I can speak to how we handle our cross-forest mailbox migrations from our 2003 environment into our new 2010 environment. This process works reasonably well, except for a known issue that cross-forest mailboxes sometimes need a few hours to be recognized by Exchange 2010 (Or, you can restart the Information Store to get them up immediately)
Here's the process we use. There are alternate ways to make it happen, but this works for us in a production environment and we do this almost daily.
Prerequisites
- You must have a domain trust between the old domain and new domain.
- You need a user with administrative privileges on the old domain, or someone capable of managing the mailbox being moved.
Process
- Prepare the target forest with either microsoft's powershell script (could not locate a link for you) or use the method we use, the PrepareForestMove.vbs script by Michel de Rooij (http://eightwone.com/2010/02/11/cross-forest-mailbox-move-2/)
- Once the output confirms that the mailbox features are moved (Should look like below output.log), fire up powershell.
- Define your old forest admin/mailbox manager credential into a variable, ($foo = Get-Credential)
- Execute the following:
New-MoveRequest -RemoteLegacy -Identity "foo@contoso.com" -RemoteGlobalCatalog "GC.contoso.com" -TargetDeliveryDomain "New.Forest.Domain.Com" -RemoteCredential $foo -verbose
Where
- foo@contoso.com is an e-mail address
assigned to the mailbox currently in
the old system old.
- GC.contoso.com is a global catalog in the old domain. It must be a global catalog! double check this, as it is not immediately apparent by the error if the server is not a GC.
- new.forest.domain.com is the new delivery domain of the new forest. What this does is setup a forwarder in the old forest's exchange network that reroutes e-mail from the old mailbox to the new one at the new domain.
Additional info
output.log for PrepareForestMove looks similar to this:
[14:36] Start
[14:36] Reading names from users.txt
[14:36] doe.100: Syncing Exchange Attributes from doe.100
[14:36] Setting mail to John.Doe@contoso.com #8
[14:36] Setting mailNickname to doe.100 #8
[14:36] Setting msExchMailboxGuid to (B25A79608ABA6F4FA36E6C0AF3CB69BE) #8209
[14:36] Setting targetaddress to John.Doe@contoso.com #8
[14:36] Setting proxyAddresses to multi-value [smtp:John.Doe@old.contoso.com, smtp:doe.100@local, smtp:doe.100@contoso.com, SMTP:John.Doe@contoso.com, X400:c=us;a= ;p=contoso;o=Exchange;s=Doe;g=John;] #8204
[14:36] Adding X500:/o=contoso/ou=First Administrative Group/cn=Recipients/cn=doe.100 to proxyAddresses
[14:36] John.Doe@contoso.com
[14:36] Adding smtp:John.Doe@nlsa.contoso.com to proxyAddresses
[14:36] Setting msExchRecipientDisplayType to -2147483642 #3
[14:36] Setting msExchRecipientTypeDetails to 128 #2
[14:36] Setting legacyExchangeDN to /o=CTS/ou=Exchange Administrative Group (FYDIBOHF23SPDLT)/cn=Recipients/cn=John Doe #8
[14:36] Finished
I would include the "expected" output of the New-MoveRequest verbose, but I don't have a mailbox to move at the moment to show. Suffice it to say, if you see lots of yellow spam without any red entries, things should be rocking and rolling just fine.

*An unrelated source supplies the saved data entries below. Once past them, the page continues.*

//! Static initializer ordering.
//!
//! Startup runs in fixed priority tiers. Initializers registered with
//! `inventory` and extras passed to [`Startup::with`] are merged, sorted by
//! tier and each run exactly once. Order within a tier is unspecified.

mod builtins;


use tracing::{debug, info_span};

use crate::config::RuntimeConfig;
use crate::error::{Flow, RuntimeError};
use crate::runtime::Runtime;

/// Startup tiers.
pub mod tier {
	/// Declared symbols are defined.
	pub const SYMBOLS: u16 = 108;
	/// Declared domains and class domains are composed.
	pub const DOMAINS: u16 = 116;
	/// The root object is created and eviscerated.
	pub const ROOT: u16 = 132;
	/// Public symbols are implanted into the root object.
	pub const PUBLIC: u16 = 133;
	/// Hook advice: superconstructors and default handlers.
	pub const ADVICE: u16 = 164;
	/// User-level initializers.
	pub const USER: u16 = 228;
}

/// A startup procedure registered with `inventory`.
///
/// ```ignore
/// inventory::submit! {
/// 	Initializer::new(tier::USER, "mode-line", install_mode_line)
/// }
/// ```
pub struct Initializer {
	pub priority: u16,
	pub name: &'static str,
	pub run: fn(&mut Runtime) -> Flow,
}

inventory::collect!(Initializer);

impl Initializer {
	pub const fn new(priority: u16, name: &'static str, run: fn(&mut Runtime) -> Flow) -> Self {
		Self { priority, name, run }
	}
}

type ExtraFn = Box<dyn FnOnce(&mut Runtime) -> Flow>;

enum Step {
	Registered(fn(&mut Runtime) -> Flow),
	Extra(ExtraFn),
}

/// Builds a [`Runtime`] and drains the initializer list once.
#[derive(Default)]
pub struct Startup {
	config: RuntimeConfig,
	extras: Vec<(u16, &'static str, ExtraFn)>,
}

impl Startup {
	pub fn new() -> Self {
		Self::default()
	}

	pub fn config(mut self, config: RuntimeConfig) -> Self {
		self.config = config;
		self
	}

	/// Adds an initializer for this boot only.
	pub fn with(mut self, priority: u16, name: &'static str, run: impl FnOnce(&mut Runtime) -> Flow + 'static) -> Self {
		self.extras.push((priority, name, Box::new(run)));
		self
	}

	/// Creates the runtime and runs every initializer in tier order.
	///
	/// The first initializer that unwinds stops the boot.
	pub fn boot(self) -> Result<Runtime, RuntimeError> {
		let mut steps: Vec<(u16, &'static str, Step)> = inventory::iter::<Initializer>
			.into_iter()
			.map(|init| (init.priority, init.name, Step::Registered(init.run)))
			.collect();
		steps.extend(
			self.extras
				.into_iter()
				.map(|(priority, name, run)| (priority, name, Step::Extra(run))),
		);
		steps.sort_by_key(|(priority, ..)| *priority);

		let mut rt = Runtime::with_config(self.config);
		let span = info_span!("startup", initializers = steps.len());
		let _entered = span.enter();
		for (priority, name, step) in steps {
			debug!(priority, name, "startup.run");
			let result = match step {
				Step::Registered(run) => run(&mut rt),
				Step::Extra(run) => run(&mut rt),
			};
			if let Err(unwind) = result {
				return Err(RuntimeError::Startup {
					name,
					priority,
					reason: unwind.to_string(),
				});
			}
		}
		Ok(rt)
	}
}
//! Read-only views of the runtime tables for diagnostics.

use soliloquy_primitives::{Band, ClassId, DomainId, HookPointId, SymbolId};

use crate::runtime::Runtime;
use crate::symbol::Visibility;

/// One row of the symbol table.
#[derive(Debug, Clone, PartialEq, Eq)]
pub struct SymbolInfo<'a> {
	pub id: SymbolId,
	pub name: &'a str,
	pub size: usize,
	pub visibility: Visibility,
	/// Depth of the ownership stack.
	pub owners: usize,
}

/// One hook point with its handler ids per band.
#[derive(Debug, Clone, PartialEq, Eq)]
pub struct HookInfo<'a> {
	pub id: HookPointId,
	pub name: &'a str,
	pub bands: [Vec<&'a str>; 3],
}

#[derive(Debug, Clone, PartialEq, Eq)]
pub struct ClassInfo<'a> {
	pub id: ClassId,
	pub name: &'a str,
	pub parent: Option<&'a str>,
	pub domain: DomainId,
	pub constructor: HookPointId,
}

impl Runtime {
	/// Iterates the symbol table in definition order.
	pub fn symbols(&self) -> impl Iterator<Item = SymbolInfo<'_>> + '_ {
		self.symbols.iter().enumerate().map(|(index, entry)| SymbolInfo {
			id: SymbolId::from_index(index),
			name: &entry.name,
			size: entry.size,
			visibility: entry.visibility,
			owners: entry.owners.len(),
		})
	}

	/// Iterates hook points in definition order.
	pub fn hook_points(&self) -> impl Iterator<Item = HookInfo<'_>> + '_ {
		self.hooks.iter().enumerate().map(|(index, hook)| {
			let id = HookPointId::from_index(index);
			HookInfo {
				id,
				name: &hook.name,
				bands: Band::ALL.map(|band| {
					hook.bands[band.index()]
						.iter()
						.map(|entry| &*entry.tag.id)
						.collect()
				}),
			}
		})
	}

	/// Iterates classes in definition order.
	pub fn classes(&self) -> impl Iterator<Item = ClassInfo<'_>> + '_ {
		self.classes.iter().enumerate().map(|(index, class)| ClassInfo {
			id: ClassId::from_index(index),
			name: &class.name,
			parent: class.parent.map(|parent| &*self.classes[parent.index()].name),
			domain: class.domain,
			constructor: class.constructor,
		})
	}

	/// Iterates domains in definition order.
	pub fn domains(&self) -> impl Iterator<Item = DomainId> + '_ {
		(0..self.domains.len()).map(DomainId::from_index)
	}
}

You can also check the status of the moverequest as it's processing by using Get-MoveRequestStatistics -Identity username
Oh, an additional item: If when you attempt to use the new mailbox you get an "Unable to open message store", this is the "known issue" I referred to above. If you have a Database Access Group setup, we've found that failing over the DAG to a secondary server usually clears this up without an info store reset, though in some cases you need to cycle all of the info stores! Microsoft hopefully will fix this in SP2 (apparently wasn't important enough for SP1)

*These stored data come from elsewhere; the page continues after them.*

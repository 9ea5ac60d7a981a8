//! Soliloquy runtime inspector.
//!
//! Boots a runtime, runs every registered initializer and prints the tables
//! the startup pass produced. Useful for checking tier ordering and which
//! declarations made it into the binary.

use std::io::Write;
use std::path::PathBuf;

use anyhow::Context;
use clap::{Parser, ValueEnum};
use soliloquy_runtime::{Band, Implant, Runtime, RuntimeConfig, Startup, Visibility};
use tracing::info;

/// Inspector command line arguments.
#[derive(Parser, Debug)]
#[command(name = "soliloquy-inspect")]
#[command(about = "Print the Soliloquy runtime tables after startup")]
struct Args {
	/// Runtime configuration file (TOML)
	#[arg(short, long, value_name = "PATH")]
	config: Option<PathBuf>,

	/// Tables to print
	#[arg(short, long, value_enum, default_values_t = [Table::Symbols, Table::Classes, Table::Hooks])]
	table: Vec<Table>,

	/// Verbose logging
	#[arg(short, long)]
	verbose: bool,
}

#[derive(Debug, Clone, Copy, PartialEq, Eq, ValueEnum)]
enum Table {
	Symbols,
	Domains,
	Classes,
	Hooks,
}

fn main() -> anyhow::Result<()> {
	let args = Args::parse();
	setup_tracing(args.verbose);

	let config = match &args.config {
		Some(path) => {
			RuntimeConfig::load(path).with_context(|| format!("loading runtime config {}", path.display()))?
		}
		None => RuntimeConfig::default(),
	};
	info!(?config, "booting runtime");
	let rt = Startup::new().config(config).boot().context("runtime startup failed")?;

	let stdout = std::io::stdout();
	let mut out = stdout.lock();
	for table in &args.table {
		match table {
			Table::Symbols => print_symbols(&rt, &mut out)?,
			Table::Domains => print_domains(&rt, &mut out)?,
			Table::Classes => print_classes(&rt, &mut out)?,
			Table::Hooks => print_hooks(&rt, &mut out)?,
		}
		writeln!(out)?;
	}
	Ok(())
}

fn print_symbols(rt: &Runtime, out: &mut impl Write) -> std::io::Result<()> {
	writeln!(out, "symbols ({})", rt.symbol_count())?;
	let root = rt.root();
	for symbol in rt.symbols() {
		let in_root = root.is_some_and(|root| rt.is_implanted(root, symbol.id));
		let visibility = match symbol.visibility {
			Visibility::Public => "public",
			Visibility::Private => "private",
		};
		writeln!(
			out,
			"  {:<28} {:>3}B  {:<7}  owners={}{}",
			symbol.name,
			symbol.size,
			visibility,
			symbol.owners,
			if in_root { "  root" } else { "" }
		)?;
	}
	Ok(())
}

fn print_domains(rt: &Runtime, out: &mut impl Write) -> std::io::Result<()> {
	writeln!(out, "domains ({})", rt.domain_count())?;
	for domain in rt.domains() {
		let members: Vec<String> = rt
			.domain_members(domain)
			.iter()
			.map(|member| match *member {
				Implant::Symbol(sym) => rt.symbol_name(sym).to_string(),
				Implant::Domain(nested) => format!("[{}]", rt.domain_name(nested)),
			})
			.collect();
		writeln!(out, "  {:<28} {}", rt.domain_name(domain), members.join(" "))?;
	}
	Ok(())
}

fn print_classes(rt: &Runtime, out: &mut impl Write) -> std::io::Result<()> {
	writeln!(out, "classes ({})", rt.class_count())?;
	for class in rt.classes() {
		match class.parent {
			Some(parent) => writeln!(out, "  {} : {}", class.name, parent)?,
			None => writeln!(out, "  {}", class.name)?,
		}
	}
	Ok(())
}

fn print_hooks(rt: &Runtime, out: &mut impl Write) -> std::io::Result<()> {
	writeln!(out, "hook points ({})", rt.hook_count())?;
	for hook in rt.hook_points() {
		writeln!(out, "  {}", hook.name)?;
		for band in Band::ALL {
			let ids = &hook.bands[band.index()];
			if !ids.is_empty() {
				writeln!(out, "    {:<6} {}", band.as_str(), ids.join(", "))?;
			}
		}
	}
	Ok(())
}

fn setup_tracing(verbose: bool) {
	use tracing_subscriber::EnvFilter;

	let filter = EnvFilter::try_from_env("SOLILOQUY_LOG")
		.or_else(|_| EnvFilter::try_from_default_env())
		.unwrap_or_else(|_| {
			if verbose {
				EnvFilter::new("soliloquy_runtime=trace,debug")
			} else {
				EnvFilter::new("soliloquy_runtime=info,warn")
			}
		});

	tracing_subscriber::fmt()
		.with_env_filter(filter)
		.with_writer(std::io::stderr)
		.init();
}
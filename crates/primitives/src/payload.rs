//! Fixed-size symbol payloads.
//!
//! Every symbol stores a value of constant byte width. Values are encoded
//! little-endian so an object's data block is a plain byte vector and a
//! transaction backup is a byte copy.

use crate::ids::{Atom, ObjectId};

/// A value that can live in a symbol slot.
///
/// `encode` is always handed a slice of exactly [`Payload::SIZE`] bytes, and
/// `decode` always receives one.
pub trait Payload: Copy + Send + Sync + 'static {
	/// Width of the encoded value in bytes.
	const SIZE: usize;

	/// Writes the value into `out`.
	fn encode(self, out: &mut [u8]);

	/// Reads a value back from `bytes`.
	fn decode(bytes: &[u8]) -> Self;

	/// Encodes into a freshly allocated buffer.
	fn to_bytes(self) -> Vec<u8> {
		let mut out = vec![0; Self::SIZE];
		self.encode(&mut out);
		out
	}
}

macro_rules! int_payload {
	($($ty:ty),* $(,)?) => {
		$(
			impl Payload for $ty {
				const SIZE: usize = core::mem::size_of::<$ty>();

				#[inline]
				fn encode(self, out: &mut [u8]) {
					out.copy_from_slice(&self.to_le_bytes());
				}

				#[inline]
				fn decode(bytes: &[u8]) -> Self {
					let mut raw = [0u8; core::mem::size_of::<$ty>()];
					raw.copy_from_slice(bytes);
					<$ty>::from_le_bytes(raw)
				}
			}
		)*
	};
}

int_payload!(u8, u16, u32, u64, i8, i16, i32, i64);

impl Payload for usize {
	const SIZE: usize = 8;

	fn encode(self, out: &mut [u8]) {
		(self as u64).encode(out);
	}

	fn decode(bytes: &[u8]) -> Self {
		u64::decode(bytes) as usize
	}
}

impl Payload for bool {
	const SIZE: usize = 1;

	fn encode(self, out: &mut [u8]) {
		out[0] = self as u8;
	}

	fn decode(bytes: &[u8]) -> Self {
		bytes[0] != 0
	}
}

impl Payload for char {
	const SIZE: usize = 4;

	fn encode(self, out: &mut [u8]) {
		(self as u32).encode(out);
	}

	fn decode(bytes: &[u8]) -> Self {
		char::from_u32(u32::decode(bytes)).unwrap_or(char::REPLACEMENT_CHARACTER)
	}
}

impl Payload for Atom {
	const SIZE: usize = 4;

	fn encode(self, out: &mut [u8]) {
		self.as_u32().encode(out);
	}

	fn decode(bytes: &[u8]) -> Self {
		Atom::from_u32(u32::decode(bytes))
	}
}

impl Payload for ObjectId {
	const SIZE: usize = 4;

	fn encode(self, out: &mut [u8]) {
		self.as_u32().encode(out);
	}

	fn decode(bytes: &[u8]) -> Self {
		ObjectId::from_u32(u32::decode(bytes))
	}
}

/// Zero encodes `None`, so a zero-initialized slot reads as no object.
impl Payload for Option<ObjectId> {
	const SIZE: usize = 4;

	fn encode(self, out: &mut [u8]) {
		let raw = self.map_or(0, |id| id.as_u32() + 1);
		raw.encode(out);
	}

	fn decode(bytes: &[u8]) -> Self {
		match u32::decode(bytes) {
			0 => None,
			raw => Some(ObjectId::from_u32(raw - 1)),
		}
	}
}
//! Error and unwind types.
//!
//! The runtime has two failure channels. [`RuntimeError`] describes misuse
//! of the object model. [`Unwind`] is the control-flow value that replaces
//! nonlocal jumps: hook aborts, hook continues and transaction rollbacks all
//! travel up the call stack as `Err(Unwind)` through `?` until the frame that
//! owns them catches it.

use soliloquy_primitives::TxId;

/// Misuse of the object model.
#[derive(Debug, Clone, PartialEq, Eq, thiserror::Error)]
pub enum RuntimeError {
	/// A raw payload write did not match the symbol's width.
	#[error("payload size mismatch for symbol '{symbol}': expected {expected} bytes, got {got}")]
	PayloadSize {
		/// Name of the symbol being written.
		symbol: String,
		/// Width the symbol was defined with.
		expected: usize,
		/// Width of the rejected payload.
		got: usize,
	},

	/// `reembowel` was called with nothing on the context stack.
	#[error("invalid context pop: the context stack is empty")]
	EmptyContext,

	/// A transaction operation ran outside any transaction.
	#[error("no active transaction")]
	NoTransaction,

	/// Adding a member would make a domain contain itself.
	#[error("domain '{domain}' would contain itself through '{member}'")]
	DomainCycle {
		/// Domain being extended.
		domain: String,
		/// Domain that was being added as a member.
		member: String,
	},

	/// Hook constraints did not settle within the configured pass budget.
	#[error("constraint contradiction in hook '{hook}' ({band} band) after {passes} passes")]
	ConstraintContradiction {
		/// Hook point name.
		hook: String,
		/// Band being sorted.
		band: &'static str,
		/// Number of scans performed.
		passes: usize,
	},

	/// A name-based lookup found nothing.
	#[error("unknown {kind} '{name}'")]
	UnknownName {
		/// What kind of entity was looked up.
		kind: &'static str,
		/// The name that was not found.
		name: String,
	},

	/// A startup initializer failed.
	#[error("startup initializer '{name}' (priority {priority}) failed: {reason}")]
	Startup {
		/// Initializer name.
		name: &'static str,
		/// Initializer tier.
		priority: u16,
		/// What went wrong.
		reason: String,
	},
}

/// Non-local exit travelling through `Err`.
#[derive(Debug, Clone, PartialEq, Eq, thiserror::Error)]
pub enum Unwind {
	/// Stop the innermost running hook invocation.
	#[error("hook invocation aborted")]
	Abort,

	/// Leave the current handler as if it had returned.
	#[error("hook handler continued")]
	Continue,

	/// The given transaction was rolled back; its scope catches this.
	#[error("transaction {0} rolled back")]
	Rollback(TxId),

	/// Misuse outside any transaction.
	#[error(transparent)]
	Fault(#[from] RuntimeError),
}

/// Result of an operation that may unwind.
pub type Flow<T = ()> = Result<T, Unwind>;

/// Returns the unwind value that aborts the innermost hook invocation.
///
/// ```ignore
/// return Err(hook_abort());
/// ```
pub fn hook_abort() -> Unwind {
	Unwind::Abort
}

/// Returns the unwind value that ends the current handler early.
///
/// The invoker restores the context stack to the depth it had before the
/// handler and moves on to the next one.
pub fn continue_hook_in_current_context() -> Unwind {
	Unwind::Continue
}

Good luck, and I hope this helps!
You'll want to use the ADMT (Active Directory Migration Tool) to migrate your AD structures if you are going from AD environments to AD environments. You don't specify what the source Exchange is (2003/ 2007/ 2010) so I can't say for sure what you can use to migrate your exchange mailboxes. However, you can use the integrated Exchange Management shell to migrate mailboxes across a forrest if your source is 2000 SP3 or later, 2003 SP1 or later, or 2007. See this Exchange Team Blog post for more information: Exchange 2007 Cross Org Mailbox Migration
Best Answer
I haven't set this up personally yet, but if you're performing a phased migration from one Exchange organization to another with a shared address space, you can use a technique called split domain routing.
Here are a couple of links that might help:
Migrating everybody's mailboxes as PSTs in one shot is definitely the preferred way to go (unless you can keep the same AD domain, moving mailboxes inside of one organization is a breeze), but if you can't do that, the above will allow you to be more gradual about it. Just understand that it requires a lot more hands on work and management.